UCC § 2-615

Excuse by Failure of Presupposed Conditions

UCC § 2-615 Excuse by Failure of Presupposed Conditions
Except so far as a seller may have assumed a greater obligation and subject to the preceding section on substituted performance: (a) Delay in delivery or non-delivery in whole or in part by a seller who complies with paragraphs (b) and (c) is not a breach of his duty under a contract for sale if performance as agreed has been made impracticable by the occurrence of a contingency the non-occurrence of which was a basic assumption on which the contract was made or by compliance in good faith with any applicable foreign or domestic governmental regulation or order whether or not it later proves to be invalid. (b) Where the causes mentioned in paragraph (a) affect only a part of the seller's capacity to perform, he must allocate production and deliveries among his customers but may at his option include regular customers not then under contract as well as his own requirements for further manufacture. He may so allocate in any manner which is fair and reasonable. (c) The seller must notify the buyer seasonably that there will be delay or non-delivery and, when allocation is required under paragraph (b), of the estimated quota thus made available for the buyer.

Professor's notes

Elements: (1) a contingency occurs the non-occurrence of which was a basic assumption of the contract; (2) performance has been made impracticable; (3) the seller did not assume the risk by agreement; (4) the seller notifies the buyer seasonably; (5) if only part of capacity is affected, the seller must allocate among customers in any manner that is fair and reasonable.

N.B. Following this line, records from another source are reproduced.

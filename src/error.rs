/// Broad classification of a failure, used by callers to decide whether a
/// fallback is appropriate.
#[derive(Debug, Clone, Copy, PartialEq, Eq)]
pub enum ErrorKind {
    InvalidInput,
    Fetch,
    Parse,
    EmptyResult,
    Io,
}

#[derive(Clone)]
pub struct DataError {
    kind: ErrorKind,
    message: String,
}

impl DataError {
    pub fn new(kind: ErrorKind, message: impl Into<String>) -> Self {
        Self {
            kind,
            message: message.into(),
        }
    }

    pub fn kind(&self) -> ErrorKind {
        self.kind
    }

    pub fn message(&self) -> &str {
        &self.message
    }
}

impl std::fmt::Display for DataError {
    fn fmt(&self, f: &mut std::fmt::Formatter<'_>) -> std::fmt::Result {
        write!(f, "{}", self.message)
    }
}

impl std::fmt::Debug for DataError {
    fn fmt(&self, f: &mut std::fmt::Formatter<'_>) -> std::fmt::Result {
        f.debug_struct("DataError")
            .field("kind", &self.kind)
            .field("message", &self.message)
            .finish()
    }
}

impl std::error::Error for DataError {}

Common misunderstanding: students think any increased cost excuses performance. It does not. Impracticability is a high bar: market shifts, currency moves, ordinary supply problems do not qualify. The contingency must be both unforeseen and severe: closure of the only supply source, war, embargo, total crop failure.

The UCC analogue of R2d § 261 with an explicit allocation rule. The allocation requirement is the spine: when a supplier cannot fill all orders, the law refuses to let her pick favorites. The good-faith allocation rule converts an excuse doctrine into a fairness-among-buyers regime.

Text

UCC § 2-615. Excuse by Failure of Presupposed Conditions.

Except so far as a seller may have assumed a greater obligation and subject to the preceding section on substituted performance:

(a) Delay in delivery or non-delivery in whole or in part by a seller who complies with paragraphs (b) and (c) is not a breach of his duty under a contract for sale if performance as agreed has been made impracticable by the occurrence of a contingency the non-occurrence of which was a basic assumption on which the contract was made or by compliance in good faith with any applicable foreign or domestic governmental regulation or order whether or not it later proves to be invalid.

(b) Where the causes mentioned in paragraph (a) affect only a part of the seller’s capacity to perform, he must allocate production and deliveries among his customers but may at his option include regular customers not then under contract as well as his own requirements for further manufacture. He may so allocate in any manner which is fair and reasonable.

(c) The seller must notify the buyer seasonably that there will be delay or non-delivery and, when allocation is required under paragraph (b), of the estimated quota thus made available for the buyer.

Note: The supplement reproduces this provision as N.H.R.S.A. 382-A (New Hampshire’s codification of the UCC). The text reflects the post-2022 UCC Article 2 amendments as adopted in New Hampshire.